Stored records:
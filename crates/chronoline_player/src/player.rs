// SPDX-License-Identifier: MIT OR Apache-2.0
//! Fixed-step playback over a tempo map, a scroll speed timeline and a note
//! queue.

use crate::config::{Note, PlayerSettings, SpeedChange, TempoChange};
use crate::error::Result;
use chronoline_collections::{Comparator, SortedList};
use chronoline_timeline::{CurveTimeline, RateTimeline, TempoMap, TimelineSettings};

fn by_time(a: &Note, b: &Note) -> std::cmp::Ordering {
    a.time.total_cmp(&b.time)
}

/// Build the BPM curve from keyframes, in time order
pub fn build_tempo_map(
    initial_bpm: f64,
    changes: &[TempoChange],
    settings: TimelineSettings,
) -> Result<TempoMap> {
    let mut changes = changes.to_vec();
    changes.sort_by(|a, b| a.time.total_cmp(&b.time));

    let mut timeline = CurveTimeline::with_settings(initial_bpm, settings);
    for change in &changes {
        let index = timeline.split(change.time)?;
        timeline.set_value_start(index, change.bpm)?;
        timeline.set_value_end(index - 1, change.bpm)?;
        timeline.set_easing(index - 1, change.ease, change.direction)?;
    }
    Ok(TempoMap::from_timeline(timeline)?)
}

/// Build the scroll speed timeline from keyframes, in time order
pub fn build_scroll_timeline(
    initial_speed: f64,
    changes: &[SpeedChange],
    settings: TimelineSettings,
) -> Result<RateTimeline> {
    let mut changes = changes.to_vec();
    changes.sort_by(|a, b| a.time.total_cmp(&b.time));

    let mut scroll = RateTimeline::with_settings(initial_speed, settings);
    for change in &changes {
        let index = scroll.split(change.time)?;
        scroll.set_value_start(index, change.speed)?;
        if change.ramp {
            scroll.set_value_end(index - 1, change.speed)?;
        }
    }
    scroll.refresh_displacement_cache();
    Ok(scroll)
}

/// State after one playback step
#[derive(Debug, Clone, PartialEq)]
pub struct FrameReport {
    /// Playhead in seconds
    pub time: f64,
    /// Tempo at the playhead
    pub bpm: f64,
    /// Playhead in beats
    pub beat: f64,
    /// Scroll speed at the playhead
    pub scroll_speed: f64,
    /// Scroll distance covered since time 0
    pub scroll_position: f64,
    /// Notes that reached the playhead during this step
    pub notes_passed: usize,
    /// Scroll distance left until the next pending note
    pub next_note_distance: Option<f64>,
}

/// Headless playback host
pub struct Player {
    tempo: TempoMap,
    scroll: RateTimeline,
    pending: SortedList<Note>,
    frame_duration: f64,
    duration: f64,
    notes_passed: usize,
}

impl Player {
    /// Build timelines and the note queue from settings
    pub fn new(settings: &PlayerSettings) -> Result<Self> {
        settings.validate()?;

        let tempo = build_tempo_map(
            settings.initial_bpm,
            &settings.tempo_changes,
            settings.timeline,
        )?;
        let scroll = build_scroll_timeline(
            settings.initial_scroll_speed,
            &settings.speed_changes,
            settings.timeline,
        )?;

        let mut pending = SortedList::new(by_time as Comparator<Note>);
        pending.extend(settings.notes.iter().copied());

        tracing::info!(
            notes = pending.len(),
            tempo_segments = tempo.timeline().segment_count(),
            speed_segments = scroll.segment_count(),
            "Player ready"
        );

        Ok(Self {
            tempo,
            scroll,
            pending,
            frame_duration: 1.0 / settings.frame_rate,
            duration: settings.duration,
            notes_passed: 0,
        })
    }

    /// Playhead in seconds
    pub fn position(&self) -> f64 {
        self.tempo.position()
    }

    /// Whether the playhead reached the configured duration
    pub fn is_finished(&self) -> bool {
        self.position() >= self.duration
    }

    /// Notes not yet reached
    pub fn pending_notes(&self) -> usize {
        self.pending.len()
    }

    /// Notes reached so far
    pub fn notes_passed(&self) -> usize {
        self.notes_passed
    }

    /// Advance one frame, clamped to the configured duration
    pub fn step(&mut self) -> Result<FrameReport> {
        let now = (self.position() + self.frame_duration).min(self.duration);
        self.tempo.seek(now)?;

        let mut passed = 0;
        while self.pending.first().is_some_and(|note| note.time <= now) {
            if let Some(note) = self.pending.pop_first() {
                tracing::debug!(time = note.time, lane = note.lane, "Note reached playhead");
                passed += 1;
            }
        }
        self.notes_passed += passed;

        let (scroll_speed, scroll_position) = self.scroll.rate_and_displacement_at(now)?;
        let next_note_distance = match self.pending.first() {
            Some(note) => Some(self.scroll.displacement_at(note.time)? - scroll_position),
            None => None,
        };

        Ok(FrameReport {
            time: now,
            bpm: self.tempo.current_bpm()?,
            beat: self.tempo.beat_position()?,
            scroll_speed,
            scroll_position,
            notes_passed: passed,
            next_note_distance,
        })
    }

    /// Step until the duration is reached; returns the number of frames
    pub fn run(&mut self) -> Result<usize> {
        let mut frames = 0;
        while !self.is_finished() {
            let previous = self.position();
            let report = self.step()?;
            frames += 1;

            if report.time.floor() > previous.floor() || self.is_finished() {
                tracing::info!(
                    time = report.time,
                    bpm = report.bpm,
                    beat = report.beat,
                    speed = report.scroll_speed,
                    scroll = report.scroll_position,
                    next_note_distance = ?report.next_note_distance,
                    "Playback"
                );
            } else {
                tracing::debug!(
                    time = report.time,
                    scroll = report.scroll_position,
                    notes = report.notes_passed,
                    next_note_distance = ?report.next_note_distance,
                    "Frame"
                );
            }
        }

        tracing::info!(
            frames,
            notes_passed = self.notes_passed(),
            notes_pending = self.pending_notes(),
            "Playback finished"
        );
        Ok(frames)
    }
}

Description of the task
If a line comes after the one that contains "fn by_time(a: &Note, b: &Note)", leave it out; return every line of the entries up to that point exactly, starting with the first, with that line included.

Final answer
filename crates/chronoline_player/src/player.rs
// SPDX-License-Identifier: MIT OR Apache-2.0
//! Fixed-step playback over a tempo map, a scroll speed timeline and a note
//! queue.

use crate::config::{Note, PlayerSettings, SpeedChange, TempoChange};
use crate::error::Result;
use chronoline_collections::{Comparator, SortedList};
use chronoline_timeline::{CurveTimeline, RateTimeline, TempoMap, TimelineSettings};

fn by_time(a: &Note, b: &Note) -> std::cmp::Ordering {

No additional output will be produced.